## [HOW TO COMPLETE THIS TASK]
If a line in the data holds the string "PartitionDescriptor", list it.

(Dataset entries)
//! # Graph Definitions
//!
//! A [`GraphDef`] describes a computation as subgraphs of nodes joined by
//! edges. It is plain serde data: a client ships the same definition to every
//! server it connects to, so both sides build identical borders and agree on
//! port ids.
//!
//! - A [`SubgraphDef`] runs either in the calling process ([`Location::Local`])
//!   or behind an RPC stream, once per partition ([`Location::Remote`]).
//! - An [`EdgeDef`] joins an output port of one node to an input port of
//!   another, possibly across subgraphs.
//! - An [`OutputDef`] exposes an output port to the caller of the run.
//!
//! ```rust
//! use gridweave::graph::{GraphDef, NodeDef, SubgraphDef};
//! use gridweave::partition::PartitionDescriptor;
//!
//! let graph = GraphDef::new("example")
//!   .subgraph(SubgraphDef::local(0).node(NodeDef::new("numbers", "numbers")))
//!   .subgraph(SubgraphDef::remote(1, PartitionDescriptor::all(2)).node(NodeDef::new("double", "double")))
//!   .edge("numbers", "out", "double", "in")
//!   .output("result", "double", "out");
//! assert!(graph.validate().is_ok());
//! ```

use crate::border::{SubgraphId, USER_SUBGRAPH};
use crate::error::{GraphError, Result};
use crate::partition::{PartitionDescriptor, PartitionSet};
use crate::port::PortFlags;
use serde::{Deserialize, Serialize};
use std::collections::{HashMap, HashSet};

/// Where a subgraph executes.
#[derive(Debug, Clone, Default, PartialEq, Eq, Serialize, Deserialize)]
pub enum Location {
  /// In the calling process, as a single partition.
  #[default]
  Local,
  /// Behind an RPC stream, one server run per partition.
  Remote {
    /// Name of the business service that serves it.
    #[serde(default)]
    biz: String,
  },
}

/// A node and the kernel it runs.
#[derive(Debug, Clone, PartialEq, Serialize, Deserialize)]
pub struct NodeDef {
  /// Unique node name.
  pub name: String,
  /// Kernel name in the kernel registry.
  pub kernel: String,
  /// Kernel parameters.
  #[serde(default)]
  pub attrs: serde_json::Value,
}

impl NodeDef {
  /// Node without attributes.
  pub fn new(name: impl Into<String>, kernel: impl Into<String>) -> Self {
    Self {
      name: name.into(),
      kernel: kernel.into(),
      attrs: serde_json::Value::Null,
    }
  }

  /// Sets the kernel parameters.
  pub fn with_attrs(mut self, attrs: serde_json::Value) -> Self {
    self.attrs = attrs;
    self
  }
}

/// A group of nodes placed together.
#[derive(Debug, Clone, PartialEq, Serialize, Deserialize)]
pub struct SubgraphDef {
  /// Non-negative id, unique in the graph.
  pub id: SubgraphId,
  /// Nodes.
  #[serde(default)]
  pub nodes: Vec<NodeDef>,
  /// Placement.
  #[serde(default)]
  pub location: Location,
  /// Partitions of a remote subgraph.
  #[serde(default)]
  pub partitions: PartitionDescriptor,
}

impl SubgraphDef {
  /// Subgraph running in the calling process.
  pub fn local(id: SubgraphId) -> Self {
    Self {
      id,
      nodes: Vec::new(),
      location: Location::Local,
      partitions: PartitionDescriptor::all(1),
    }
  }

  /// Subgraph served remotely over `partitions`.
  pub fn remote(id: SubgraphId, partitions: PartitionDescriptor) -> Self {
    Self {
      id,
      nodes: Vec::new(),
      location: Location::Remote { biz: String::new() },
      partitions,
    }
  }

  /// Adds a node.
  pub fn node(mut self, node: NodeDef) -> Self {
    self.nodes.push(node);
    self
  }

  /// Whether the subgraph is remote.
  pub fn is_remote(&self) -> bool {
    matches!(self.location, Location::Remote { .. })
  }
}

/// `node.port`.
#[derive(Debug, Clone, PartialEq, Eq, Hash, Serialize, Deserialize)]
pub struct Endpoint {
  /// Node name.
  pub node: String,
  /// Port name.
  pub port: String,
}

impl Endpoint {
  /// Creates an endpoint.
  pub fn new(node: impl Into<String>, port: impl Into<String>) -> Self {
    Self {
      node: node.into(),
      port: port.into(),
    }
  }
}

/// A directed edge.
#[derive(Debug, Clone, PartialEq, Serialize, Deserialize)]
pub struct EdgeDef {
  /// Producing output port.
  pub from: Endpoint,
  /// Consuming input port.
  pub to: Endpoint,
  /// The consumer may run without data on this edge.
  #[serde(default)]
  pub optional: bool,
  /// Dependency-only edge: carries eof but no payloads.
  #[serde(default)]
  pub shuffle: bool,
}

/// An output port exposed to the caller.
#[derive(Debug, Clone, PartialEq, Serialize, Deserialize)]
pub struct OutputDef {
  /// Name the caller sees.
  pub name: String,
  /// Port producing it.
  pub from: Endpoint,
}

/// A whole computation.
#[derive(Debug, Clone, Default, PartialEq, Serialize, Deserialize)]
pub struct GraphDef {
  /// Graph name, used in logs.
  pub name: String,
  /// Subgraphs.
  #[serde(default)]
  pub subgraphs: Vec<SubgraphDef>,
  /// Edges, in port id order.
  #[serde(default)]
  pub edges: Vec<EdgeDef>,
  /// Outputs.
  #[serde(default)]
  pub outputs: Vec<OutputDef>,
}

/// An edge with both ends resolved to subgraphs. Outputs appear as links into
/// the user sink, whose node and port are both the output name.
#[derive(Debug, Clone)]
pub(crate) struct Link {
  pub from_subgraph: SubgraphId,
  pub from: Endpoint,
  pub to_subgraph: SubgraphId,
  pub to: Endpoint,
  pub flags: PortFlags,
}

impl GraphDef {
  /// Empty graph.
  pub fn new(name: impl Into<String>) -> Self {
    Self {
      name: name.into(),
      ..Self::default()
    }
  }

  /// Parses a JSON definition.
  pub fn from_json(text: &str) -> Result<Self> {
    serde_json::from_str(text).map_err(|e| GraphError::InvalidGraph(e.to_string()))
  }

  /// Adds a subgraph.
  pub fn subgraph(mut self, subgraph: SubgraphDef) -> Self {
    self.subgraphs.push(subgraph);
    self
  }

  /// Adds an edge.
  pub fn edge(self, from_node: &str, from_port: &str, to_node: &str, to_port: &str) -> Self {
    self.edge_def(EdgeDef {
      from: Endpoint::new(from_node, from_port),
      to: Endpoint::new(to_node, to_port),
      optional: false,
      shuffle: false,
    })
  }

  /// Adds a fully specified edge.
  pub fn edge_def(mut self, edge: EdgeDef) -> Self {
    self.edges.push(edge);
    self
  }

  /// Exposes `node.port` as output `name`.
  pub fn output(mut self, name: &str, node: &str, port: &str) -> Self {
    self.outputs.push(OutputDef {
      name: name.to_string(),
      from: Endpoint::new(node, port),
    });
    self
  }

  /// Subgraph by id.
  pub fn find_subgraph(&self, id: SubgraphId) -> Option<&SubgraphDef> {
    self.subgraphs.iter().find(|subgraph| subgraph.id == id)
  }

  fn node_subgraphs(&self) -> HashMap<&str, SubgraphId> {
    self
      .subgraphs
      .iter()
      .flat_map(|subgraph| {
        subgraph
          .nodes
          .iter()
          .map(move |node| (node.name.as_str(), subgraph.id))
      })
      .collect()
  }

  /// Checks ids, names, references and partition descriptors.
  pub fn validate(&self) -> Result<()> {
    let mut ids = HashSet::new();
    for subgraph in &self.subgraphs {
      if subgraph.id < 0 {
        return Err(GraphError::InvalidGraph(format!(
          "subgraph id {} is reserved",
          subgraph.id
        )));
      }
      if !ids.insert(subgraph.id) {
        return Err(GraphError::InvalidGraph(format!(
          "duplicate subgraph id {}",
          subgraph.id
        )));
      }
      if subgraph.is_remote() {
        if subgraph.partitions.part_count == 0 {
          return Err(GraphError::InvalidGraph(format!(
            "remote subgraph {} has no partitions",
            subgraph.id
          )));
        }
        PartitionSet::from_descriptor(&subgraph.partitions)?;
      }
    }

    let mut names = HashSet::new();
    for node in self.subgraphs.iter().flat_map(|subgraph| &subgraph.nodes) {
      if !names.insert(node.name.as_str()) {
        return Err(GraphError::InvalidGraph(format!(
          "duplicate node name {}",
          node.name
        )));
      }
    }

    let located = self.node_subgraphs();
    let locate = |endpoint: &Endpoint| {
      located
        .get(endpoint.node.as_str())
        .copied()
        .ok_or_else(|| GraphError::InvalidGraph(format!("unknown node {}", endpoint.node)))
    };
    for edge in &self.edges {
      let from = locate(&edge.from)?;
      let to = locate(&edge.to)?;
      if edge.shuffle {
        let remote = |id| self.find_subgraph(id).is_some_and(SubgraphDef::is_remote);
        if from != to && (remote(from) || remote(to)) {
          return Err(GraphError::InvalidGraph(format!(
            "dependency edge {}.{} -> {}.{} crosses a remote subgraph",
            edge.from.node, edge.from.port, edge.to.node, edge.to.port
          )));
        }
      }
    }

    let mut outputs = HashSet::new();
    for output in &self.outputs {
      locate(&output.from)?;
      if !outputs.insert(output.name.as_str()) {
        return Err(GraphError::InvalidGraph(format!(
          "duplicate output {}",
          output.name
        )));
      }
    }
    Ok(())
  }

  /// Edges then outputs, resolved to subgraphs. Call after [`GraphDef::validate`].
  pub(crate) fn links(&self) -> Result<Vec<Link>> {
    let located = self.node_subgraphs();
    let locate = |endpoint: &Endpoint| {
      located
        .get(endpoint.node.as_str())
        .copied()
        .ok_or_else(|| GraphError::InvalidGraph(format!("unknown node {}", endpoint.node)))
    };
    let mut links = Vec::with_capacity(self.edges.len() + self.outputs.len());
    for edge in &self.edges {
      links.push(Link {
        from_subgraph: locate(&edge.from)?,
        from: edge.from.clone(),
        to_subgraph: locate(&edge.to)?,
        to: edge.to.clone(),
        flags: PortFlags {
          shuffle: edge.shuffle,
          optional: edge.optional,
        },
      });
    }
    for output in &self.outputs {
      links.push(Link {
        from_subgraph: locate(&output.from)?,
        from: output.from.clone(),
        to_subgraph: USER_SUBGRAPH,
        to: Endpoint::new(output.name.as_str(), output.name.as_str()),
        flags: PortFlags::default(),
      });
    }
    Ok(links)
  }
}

## [EXPECTED ANSWER]
//! use gridweave::partition::PartitionDescriptor;
//!   .subgraph(SubgraphDef::remote(1, PartitionDescriptor::all(2)).node(NodeDef::new("double", "double")))
use crate::partition::{PartitionDescriptor, PartitionSet};
  pub partitions: PartitionDescriptor,
      partitions: PartitionDescriptor::all(1),
  pub fn remote(id: SubgraphId, partitions: PartitionDescriptor) -> Self {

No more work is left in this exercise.